### WHAT IS EXPECTED
Give a single number in reply. It is the count of lines below that contain the string "next".

________

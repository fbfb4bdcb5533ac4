use async_trait::async_trait;
use chrono::{DateTime, Utc};
use rust_decimal::Decimal;
use sqlx::{Executor, Postgres};

use super::{stored_label, PgStore};
use crate::models::{BookedSeat, Booking, BookingStatus};
use crate::store::{BookingRecords, StoreError, StoreResult};

/// Which bookings to load, and in what order.
pub(super) enum BookingFilter {
    Id(i64),
    Show(i64),
    User(i64),
}

impl BookingFilter {
    fn clause(&self) -> (&'static str, i64) {
        match self {
            BookingFilter::Id(id) => ("WHERE b.id = $1 ORDER BY b.id, bs.position", *id),
            BookingFilter::Show(id) => ("WHERE b.show_id = $1 ORDER BY b.id, bs.position", *id),
            BookingFilter::User(id) => (
                "WHERE b.user_id = $1 ORDER BY b.created_at DESC, b.id DESC, bs.position",
                *id,
            ),
        }
    }
}

#[derive(sqlx::FromRow)]
struct BookingSeatRow {
    id: i64,
    user_id: i64,
    show_id: i64,
    status: String,
    total_price: Decimal,
    created_at: DateTime<Utc>,
    seat_id: i64,
    seat_row: String,
    number: i32,
}

/// Loads bookings with their seats in request order. Works on the pool or
/// inside an open transaction.
pub(super) async fn fetch_bookings<'e, E>(
    executor: E,
    filter: BookingFilter,
) -> StoreResult<Vec<Booking>>
where
    E: Executor<'e, Database = Postgres>,
{
    let (clause, key) = filter.clause();
    let rows = sqlx::query_as::<_, BookingSeatRow>(&format!(
        "SELECT b.id, b.user_id, b.show_id, b.status, b.total_price, b.created_at,
                s.id AS seat_id, s.seat_row, s.number
         FROM bookings b
         JOIN booking_seats bs ON bs.booking_id = b.id
         JOIN seats s ON s.id = bs.seat_id
         {}",
        clause
    ))
    .bind(key)
    .fetch_all(executor)
    .await?;

    // Rows arrive grouped by booking; fold consecutive runs.
    let mut bookings: Vec<Booking> = Vec::new();
    for row in rows {
        let seat = BookedSeat {
            seat_id: row.seat_id,
            label: stored_label(&row.seat_row, row.number)?,
        };
        match bookings.last_mut() {
            Some(current) if current.id == row.id => current.seats.push(seat),
            _ => bookings.push(Booking {
                id: row.id,
                user_id: row.user_id,
                show_id: row.show_id,
                seats: vec![seat],
                status: row
                    .status
                    .parse::<BookingStatus>()
                    .map_err(StoreError::InvalidData)?,
                total_price: row.total_price,
                created_at: row.created_at,
            }),
        }
    }
    Ok(bookings)
}

#[async_trait]
impl BookingRecords for PgStore {
    async fn get_booking(&self, booking_id: i64) -> StoreResult<Option<Booking>> {
        let mut bookings = fetch_bookings(&self.pool, BookingFilter::Id(booking_id)).await?;
        Ok(bookings.pop())
    }

    async fn bookings_for_show(&self, show_id: i64) -> StoreResult<Vec<Booking>> {
        fetch_bookings(&self.pool, BookingFilter::Show(show_id)).await
    }

    async fn bookings_for_user(&self, user_id: i64) -> StoreResult<Vec<Booking>> {
        fetch_bookings(&self.pool, BookingFilter::User(user_id)).await
    }
}
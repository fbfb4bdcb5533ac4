use chrono::{DateTime, Utc};
use serde::Serialize;
use sqlx::FromRow;

#[derive(Debug, Clone, FromRow, Serialize)]
pub struct User {
    pub id: i64,
    pub name: String,
    pub email: String,
    #[serde(skip_serializing)]
    pub password_hash: String,
    pub created_at: DateTime<Utc>,
}

#[derive(Debug, Clone)]
pub struct NewUser {
    pub name: String,
    pub email: String,
    pub password_hash: String,
}
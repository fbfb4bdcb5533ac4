#![allow(dead_code)]

use chrono::{TimeZone, Utc};
use rust_decimal::Decimal;
use std::collections::HashSet;
use std::sync::Arc;

use showtime_booking::models::{NewMovie, NewShow, SeatStatus, Show};
use showtime_booking::services::booking::BookingEngine;
use showtime_booking::store::memory::MemoryStore;
use showtime_booking::store::{BookingRecords, CatalogStore, SeatLedger};

/// A show priced at `price_cents` with a `rows` × `seats_per_row` grid.
pub async fn show_with_grid(
    store: &MemoryStore,
    price_cents: i64,
    rows: u8,
    seats_per_row: u16,
) -> Show {
    let movie = store
        .create_movie(NewMovie {
            title: "Interstellar".to_string(),
            duration: 169,
            photo: None,
        })
        .await
        .unwrap();
    let show = store
        .create_show(NewShow {
            movie_id: movie.id,
            starts_at: Utc.with_ymd_and_hms(2025, 4, 7, 14, 30, 0).unwrap(),
            price: Decimal::new(price_cents, 2),
        })
        .await
        .unwrap();
    store
        .create_seat_grid(show.id, rows, seats_per_row)
        .await
        .unwrap();
    show
}

pub fn engine(store: &MemoryStore) -> BookingEngine {
    BookingEngine::new(Arc::new(store.clone()), Arc::new(store.clone()))
}

pub fn labels(raw: &[&str]) -> Vec<String> {
    raw.iter().map(|s| s.to_string()).collect()
}

pub async fn seat_status(store: &MemoryStore, show_id: i64, label: &str) -> SeatStatus {
    store
        .list_seats(show_id)
        .await
        .unwrap()
        .into_iter()
        .find(|seat| seat.label() == label)
        .map(|seat| seat.status)
        .unwrap_or_else(|| panic!("no seat {}", label))
}

/// Booked seats of the show versus distinct seats held by confirmed bookings.
pub async fn ledger_counts(store: &MemoryStore, show_id: i64) -> (usize, usize) {
    let booked = store
        .list_seats(show_id)
        .await
        .unwrap()
        .iter()
        .filter(|seat| seat.status == SeatStatus::Booked)
        .count();

    let held: HashSet<i64> = store
        .bookings_for_show(show_id)
        .await
        .unwrap()
        .iter()
        .filter(|booking| booking.is_active())
        .flat_map(|booking| booking.seats.iter().map(|seat| seat.seat_id))
        .collect();

    (booked, held.len())
}
//! Seat ledger on Postgres row locks.
//!
//! `try_reserve` resolves labels with a plain read, then locks exactly the
//! targeted seat rows with `SELECT ... ORDER BY id FOR UPDATE`. The fixed lock
//! order keeps overlapping requests from deadlocking each other, and seats
//! outside the request stay free for concurrent transactions.

use async_trait::async_trait;
use sqlx::{Postgres, Transaction};
use std::collections::HashMap;

use super::bookings::{fetch_bookings, BookingFilter};
use super::catalog::fetch_seats;
use super::PgStore;
use crate::models::{BookedSeat, Booking, BookingStatus, NewBooking, Seat, SeatSelection};
use crate::store::{
    CancelOutcome, LedgerTransaction, ReserveOutcome, SeatLedger, StoreError, StoreResult,
};

#[async_trait]
impl SeatLedger for PgStore {
    async fn list_seats(&self, show_id: i64) -> StoreResult<Vec<Seat>> {
        fetch_seats(&self.pool, show_id).await
    }

    async fn begin(&self) -> StoreResult<Box<dyn LedgerTransaction>> {
        let mut tx = self.pool.begin().await?;

        // SET does not take bind parameters; the value is an integer we own.
        let statement = format!(
            "SET LOCAL lock_timeout = '{}ms'",
            self.lock_timeout.as_millis().max(1)
        );
        sqlx::query(&statement).execute(&mut *tx).await?;

        Ok(Box::new(PgLedgerTransaction {
            tx,
            reserved: Vec::new(),
        }))
    }
}

struct PgLedgerTransaction {
    tx: Transaction<'static, Postgres>,
    reserved: Vec<i64>,
}

#[async_trait]
impl LedgerTransaction for PgLedgerTransaction {
    async fn try_reserve(
        &mut self,
        show_id: i64,
        selection: &SeatSelection,
    ) -> StoreResult<ReserveOutcome> {
        if !self.reserved.is_empty() {
            return Err(StoreError::InvariantViolation(
                "transaction already reserved seats".to_string(),
            ));
        }

        // 1. Resolve labels without locking anything.
        let found: Vec<(i64, String, i32)> = sqlx::query_as(
            r#"
            SELECT s.id, s.seat_row, s.number
            FROM seats s
            JOIN UNNEST($2::text[], $3::int4[]) AS req(seat_row, number)
              ON s.seat_row = req.seat_row AND s.number = req.number
            WHERE s.show_id = $1
            "#,
        )
        .bind(show_id)
        .bind(selection.rows())
        .bind(selection.numbers())
        .fetch_all(&mut *self.tx)
        .await?;

        let mut targets = Vec::with_capacity(selection.len());
        let mut missing = Vec::new();
        for label in selection.labels() {
            match found.iter().find(|(_, row, number)| label.matches(row, *number)) {
                Some((seat_id, _, _)) => targets.push(BookedSeat {
                    seat_id: *seat_id,
                    label: *label,
                }),
                None => missing.push(*label),
            }
        }
        if !missing.is_empty() {
            return Ok(ReserveOutcome::NotFound(missing));
        }

        // 2. Lock exactly those rows, in id order.
        let ids: Vec<i64> = targets.iter().map(|seat| seat.seat_id).collect();
        let locked: Vec<(i64, String)> = sqlx::query_as(
            "SELECT id, status FROM seats WHERE id = ANY($1) ORDER BY id FOR UPDATE",
        )
        .bind(&ids)
        .fetch_all(&mut *self.tx)
        .await?;

        let status_by_id: HashMap<i64, String> = locked.into_iter().collect();
        let taken: Vec<_> = targets
            .iter()
            .filter(|seat| {
                !matches!(
                    status_by_id.get(&seat.seat_id).map(String::as_str),
                    Some("available")
                )
            })
            .map(|seat| seat.label)
            .collect();
        if !taken.is_empty() {
            return Ok(ReserveOutcome::Conflict(taken));
        }

        // 3. Compare-and-set under the lock; every row must flip.
        let flipped = sqlx::query(
            "UPDATE seats
             SET status = 'booked', updated_at = NOW()
             WHERE id = ANY($1) AND status = 'available'",
        )
        .bind(&ids)
        .execute(&mut *self.tx)
        .await?
        .rows_affected();

        if flipped != ids.len() as u64 {
            return Err(StoreError::InvariantViolation(format!(
                "expected to book {} seats under lock, booked {}",
                ids.len(),
                flipped
            )));
        }

        self.reserved = ids;
        Ok(ReserveOutcome::Reserved(targets))
    }

    async fn record_booking(&mut self, booking: NewBooking) -> StoreResult<Booking> {
        if let Some(seat) = booking
            .seats
            .iter()
            .find(|seat| !self.reserved.contains(&seat.seat_id))
        {
            return Err(StoreError::InvariantViolation(format!(
                "seat {} was not reserved in this transaction",
                seat.label
            )));
        }

        let (id, created_at): (i64, chrono::DateTime<chrono::Utc>) = sqlx::query_as(
            "INSERT INTO bookings (user_id, show_id, status, total_price)
             VALUES ($1, $2, $3, $4)
             RETURNING id, created_at",
        )
        .bind(booking.user_id)
        .bind(booking.show_id)
        .bind(BookingStatus::Confirmed.as_str())
        .bind(booking.total_price)
        .fetch_one(&mut *self.tx)
        .await?;

        let seat_ids: Vec<i64> = booking.seats.iter().map(|seat| seat.seat_id).collect();
        let positions: Vec<i32> = (0..seat_ids.len() as i32).collect();

        sqlx::query(
            "INSERT INTO booking_seats (booking_id, seat_id, position)
             SELECT $1, link.seat_id, link.position
             FROM UNNEST($2::int8[], $3::int4[]) AS link(seat_id, position)",
        )
        .bind(id)
        .bind(&seat_ids)
        .bind(&positions)
        .execute(&mut *self.tx)
        .await?;

        let linked = sqlx::query(
            "UPDATE seats
             SET booking_id = $1
             WHERE id = ANY($2) AND status = 'booked' AND booking_id IS NULL",
        )
        .bind(id)
        .bind(&seat_ids)
        .execute(&mut *self.tx)
        .await?
        .rows_affected();

        if linked != seat_ids.len() as u64 {
            return Err(StoreError::InvariantViolation(format!(
                "booking {} linked {} of {} seats; the rest belong to another booking",
                id,
                linked,
                seat_ids.len()
            )));
        }

        Ok(Booking {
            id,
            user_id: booking.user_id,
            show_id: booking.show_id,
            seats: booking.seats,
            status: BookingStatus::Confirmed,
            total_price: booking.total_price,
            created_at,
        })
    }

    async fn cancel_booking(
        &mut self,
        booking_id: i64,
        user_id: i64,
    ) -> StoreResult<CancelOutcome> {
        let owner: Option<(i64, String)> = sqlx::query_as(
            "SELECT user_id, status FROM bookings WHERE id = $1 FOR UPDATE",
        )
        .bind(booking_id)
        .fetch_optional(&mut *self.tx)
        .await?;

        let status = match owner {
            None => return Ok(CancelOutcome::NotFound),
            Some((owner_id, _)) if owner_id != user_id => return Ok(CancelOutcome::NotOwner),
            Some((_, status)) => status.parse::<BookingStatus>().map_err(StoreError::InvalidData)?,
        };
        if status == BookingStatus::Cancelled {
            return Ok(CancelOutcome::AlreadyCancelled);
        }

        let seat_ids: Vec<i64> = sqlx::query_scalar(
            "SELECT id FROM seats WHERE booking_id = $1 ORDER BY id FOR UPDATE",
        )
        .bind(booking_id)
        .fetch_all(&mut *self.tx)
        .await?;

        sqlx::query(
            "UPDATE seats
             SET status = 'available', booking_id = NULL, updated_at = NOW()
             WHERE id = ANY($1)",
        )
        .bind(&seat_ids)
        .execute(&mut *self.tx)
        .await?;

        sqlx::query("UPDATE bookings SET status = $2, cancelled_at = NOW() WHERE id = $1")
            .bind(booking_id)
            .bind(BookingStatus::Cancelled.as_str())
            .execute(&mut *self.tx)
            .await?;

        let mut bookings =
            fetch_bookings(&mut *self.tx, BookingFilter::Id(booking_id)).await?;

        bookings
            .pop()
            .map(CancelOutcome::Cancelled)
            .ok_or_else(|| {
                StoreError::InvariantViolation(format!("booking {} vanished during cancel", booking_id))
            })
    }

    async fn commit(self: Box<Self>) -> StoreResult<()> {
        self.tx.commit().await?;
        Ok(())
    }

    async fn rollback(self: Box<Self>) -> StoreResult<()> {
        self.tx.rollback().await?;
        Ok(())
    }
}
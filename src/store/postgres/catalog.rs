use async_trait::async_trait;
use sqlx::{Executor, Postgres};

use super::{PgStore, SeatRow};
use crate::models::{Movie, NewMovie, NewShow, Seat, Show};
use crate::store::{grid_rows, CatalogStore, SeatLedger, StoreResult};

const MOVIE_COLUMNS: &str = "id, title, duration_minutes AS duration, photo, created_at";

#[async_trait]
impl CatalogStore for PgStore {
    async fn get_show(&self, show_id: i64) -> StoreResult<Option<Show>> {
        let show = sqlx::query_as::<_, Show>(
            "SELECT id, movie_id, starts_at, price FROM shows WHERE id = $1",
        )
        .bind(show_id)
        .fetch_optional(&self.pool)
        .await?;
        Ok(show)
    }

    async fn create_movie(&self, movie: NewMovie) -> StoreResult<Movie> {
        let movie = sqlx::query_as::<_, Movie>(&format!(
            "INSERT INTO movies (title, duration_minutes, photo)
             VALUES ($1, $2, $3)
             RETURNING {}",
            MOVIE_COLUMNS
        ))
        .bind(movie.title)
        .bind(movie.duration)
        .bind(movie.photo)
        .fetch_one(&self.pool)
        .await?;
        Ok(movie)
    }

    async fn get_movie(&self, movie_id: i64) -> StoreResult<Option<Movie>> {
        let movie = sqlx::query_as::<_, Movie>(&format!(
            "SELECT {} FROM movies WHERE id = $1",
            MOVIE_COLUMNS
        ))
        .bind(movie_id)
        .fetch_optional(&self.pool)
        .await?;
        Ok(movie)
    }

    async fn list_movies(&self) -> StoreResult<Vec<Movie>> {
        let movies = sqlx::query_as::<_, Movie>(&format!(
            "SELECT {} FROM movies ORDER BY id",
            MOVIE_COLUMNS
        ))
        .fetch_all(&self.pool)
        .await?;
        Ok(movies)
    }

    async fn create_show(&self, show: NewShow) -> StoreResult<Show> {
        insert_show(&self.pool, show).await
    }

    async fn list_shows_for_movie(&self, movie_id: i64) -> StoreResult<Vec<Show>> {
        let shows = sqlx::query_as::<_, Show>(
            "SELECT id, movie_id, starts_at, price
             FROM shows
             WHERE movie_id = $1
             ORDER BY starts_at, id",
        )
        .bind(movie_id)
        .fetch_all(&self.pool)
        .await?;
        Ok(shows)
    }

    async fn create_seat_grid(
        &self,
        show_id: i64,
        rows: u8,
        seats_per_row: u16,
    ) -> StoreResult<Vec<Seat>> {
        let inserted = insert_grid(&self.pool, show_id, rows, seats_per_row).await?;
        tracing::debug!("Seat grid for show {}: {} new seats", show_id, inserted);
        self.list_seats(show_id).await
    }

    async fn create_show_with_grid(
        &self,
        show: NewShow,
        rows: u8,
        seats_per_row: u16,
    ) -> StoreResult<(Show, Vec<Seat>)> {
        let mut tx = self.pool.begin().await?;

        // Any error drops `tx`, which rolls the show back with the grid.
        let show = insert_show(&mut *tx, show).await?;
        insert_grid(&mut *tx, show.id, rows, seats_per_row).await?;
        let seats = fetch_seats(&mut *tx, show.id).await?;

        tx.commit().await?;
        Ok((show, seats))
    }
}

async fn insert_show<'e, E>(executor: E, show: NewShow) -> StoreResult<Show>
where
    E: Executor<'e, Database = Postgres>,
{
    let show = sqlx::query_as::<_, Show>(
        "INSERT INTO shows (movie_id, starts_at, price)
         VALUES ($1, $2, $3)
         RETURNING id, movie_id, starts_at, price",
    )
    .bind(show.movie_id)
    .bind(show.starts_at)
    .bind(show.price)
    .fetch_one(executor)
    .await?;
    Ok(show)
}

/// Inserts the missing seats of the grid; returns how many were new.
async fn insert_grid<'e, E>(
    executor: E,
    show_id: i64,
    rows: u8,
    seats_per_row: u16,
) -> StoreResult<u64>
where
    E: Executor<'e, Database = Postgres>,
{
    let mut seat_rows = Vec::new();
    let mut numbers = Vec::new();
    for row in grid_rows(rows) {
        for number in 1..=i32::from(seats_per_row) {
            seat_rows.push(row.to_string());
            numbers.push(number);
        }
    }

    // Single bulk insert; reruns leave existing seats untouched.
    let inserted = sqlx::query(
        "INSERT INTO seats (show_id, seat_row, number)
         SELECT $1, grid.seat_row, grid.number
         FROM UNNEST($2::text[], $3::int4[]) AS grid(seat_row, number)
         ON CONFLICT (show_id, seat_row, number) DO NOTHING",
    )
    .bind(show_id)
    .bind(&seat_rows)
    .bind(&numbers)
    .execute(executor)
    .await?;
    Ok(inserted.rows_affected())
}

pub(super) async fn fetch_seats<'e, E>(executor: E, show_id: i64) -> StoreResult<Vec<Seat>>
where
    E: Executor<'e, Database = Postgres>,
{
    sqlx::query_as::<_, SeatRow>(
        "SELECT id, show_id, seat_row, number, status
         FROM seats
         WHERE show_id = $1
         ORDER BY seat_row, number",
    )
    .bind(show_id)
    .fetch_all(executor)
    .await?
    .into_iter()
    .map(Seat::try_from)
    .collect()
}
pub mod bookings;
pub mod movies;
pub mod shows;
pub mod users;

use axum::Router;
use std::sync::Arc;

pub fn routes() -> Router<Arc<crate::AppState>> {
    Router::new()
        .merge(users::routes())
        .merge(movies::routes())
        .merge(shows::routes())
        .merge(bookings::routes())
}
use serde::{Deserialize, Serialize};
use std::collections::HashSet;
use std::fmt;
use std::str::FromStr;

pub const MAX_SEAT_NUMBER: u16 = 999;

#[derive(Debug, Clone, Copy, PartialEq, Eq, Hash, Serialize, Deserialize)]
#[serde(rename_all = "lowercase")]
pub enum SeatStatus {
    Available,
    Booked,
}

impl SeatStatus {
    pub fn as_str(&self) -> &'static str {
        match self {
            SeatStatus::Available => "available",
            SeatStatus::Booked => "booked",
        }
    }
}

impl FromStr for SeatStatus {
    type Err = String;

    fn from_str(s: &str) -> Result<Self, Self::Err> {
        match s {
            "available" => Ok(SeatStatus::Available),
            "booked" => Ok(SeatStatus::Booked),
            other => Err(format!("unknown seat status '{}'", other)),
        }
    }
}

#[derive(Debug, Clone, PartialEq, Eq, Serialize, Deserialize)]
pub struct Seat {
    pub id: i64,
    pub show_id: i64,
    pub row: String,
    pub number: i32,
    pub status: SeatStatus,
}

impl Seat {
    pub fn label(&self) -> String {
        format!("{}{}", self.row, self.number)
    }
}

#[derive(Debug, Clone, PartialEq, Eq, thiserror::Error)]
pub enum LabelError {
    #[error("seat label is empty")]
    Empty,
    #[error("seat label '{0}' must start with a row letter A-Z")]
    InvalidRow(String),
    #[error("seat label '{0}' must end with a seat number between 1 and 999")]
    InvalidNumber(String),
}

/// Externally addressed seat identity: a row letter plus a seat number, e.g. `J15`.
///
/// Parsing is case-insensitive and normalizes the row to upper case, so `a01`
/// and `A1` name the same seat.
#[derive(Debug, Clone, Copy, PartialEq, Eq, Hash, PartialOrd, Ord)]
pub struct SeatLabel {
    row: char,
    number: u16,
}

impl SeatLabel {
    pub fn new(row: char, number: u16) -> Result<Self, LabelError> {
        let row = row.to_ascii_uppercase();
        if !row.is_ascii_uppercase() {
            return Err(LabelError::InvalidRow(format!("{}{}", row, number)));
        }
        if number == 0 || number > MAX_SEAT_NUMBER {
            return Err(LabelError::InvalidNumber(format!("{}{}", row, number)));
        }
        Ok(Self { row, number })
    }

    pub fn row(&self) -> char {
        self.row
    }

    pub fn number(&self) -> u16 {
        self.number
    }

    /// Matches a stored seat row/number pair against this label.
    pub fn matches(&self, row: &str, number: i32) -> bool {
        let mut chars = row.chars();
        chars.next() == Some(self.row) && chars.next().is_none() && number == i32::from(self.number)
    }
}

impl fmt::Display for SeatLabel {
    fn fmt(&self, f: &mut fmt::Formatter<'_>) -> fmt::Result {
        write!(f, "{}{}", self.row, self.number)
    }
}

impl FromStr for SeatLabel {
    type Err = LabelError;

    fn from_str(s: &str) -> Result<Self, Self::Err> {
        let s = s.trim();
        let mut chars = s.chars();
        let row = chars.next().ok_or(LabelError::Empty)?;
        if !row.is_ascii_alphabetic() {
            return Err(LabelError::InvalidRow(s.to_string()));
        }

        let digits = chars.as_str();
        if digits.is_empty() || !digits.bytes().all(|b| b.is_ascii_digit()) {
            return Err(LabelError::InvalidNumber(s.to_string()));
        }
        let number: u16 = digits
            .parse()
            .map_err(|_| LabelError::InvalidNumber(s.to_string()))?;

        SeatLabel::new(row, number).map_err(|_| LabelError::InvalidNumber(s.to_string()))
    }
}

impl Serialize for SeatLabel {
    fn serialize<S: serde::Serializer>(&self, serializer: S) -> Result<S::Ok, S::Error> {
        serializer.collect_str(self)
    }
}

#[derive(Debug, Clone, PartialEq, Eq, thiserror::Error)]
pub enum SelectionError {
    #[error("at least one seat must be requested")]
    Empty,
    #[error(transparent)]
    InvalidLabel(#[from] LabelError),
    #[error("seat {0} is requested more than once")]
    Duplicate(SeatLabel),
}

/// A validated reservation request: non-empty, well-formed, no duplicates.
///
/// Labels keep the order the client sent them in.
#[derive(Debug, Clone, PartialEq, Eq)]
pub struct SeatSelection {
    labels: Vec<SeatLabel>,
}

impl SeatSelection {
    pub fn parse<I, S>(raw: I) -> Result<Self, SelectionError>
    where
        I: IntoIterator<Item = S>,
        S: AsRef<str>,
    {
        let labels = raw
            .into_iter()
            .map(|s| s.as_ref().parse::<SeatLabel>())
            .collect::<Result<Vec<_>, _>>()?;
        Self::from_labels(labels)
    }

    pub fn from_labels(labels: Vec<SeatLabel>) -> Result<Self, SelectionError> {
        if labels.is_empty() {
            return Err(SelectionError::Empty);
        }
        let mut seen = HashSet::with_capacity(labels.len());
        for label in &labels {
            if !seen.insert(*label) {
                return Err(SelectionError::Duplicate(*label));
            }
        }
        Ok(Self { labels })
    }

    pub fn labels(&self) -> &[SeatLabel] {
        &self.labels
    }

    pub fn len(&self) -> usize {
        self.labels.len()
    }

    pub fn is_empty(&self) -> bool {
        self.labels.is_empty()
    }

    /// Row letters, index-aligned with [`SeatSelection::numbers`], for array binds.
    pub fn rows(&self) -> Vec<String> {
        self.labels.iter().map(|l| l.row().to_string()).collect()
    }

    pub fn numbers(&self) -> Vec<i32> {
        self.labels.iter().map(|l| i32::from(l.number())).collect()
    }
}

________

### RESPONSE AREA
2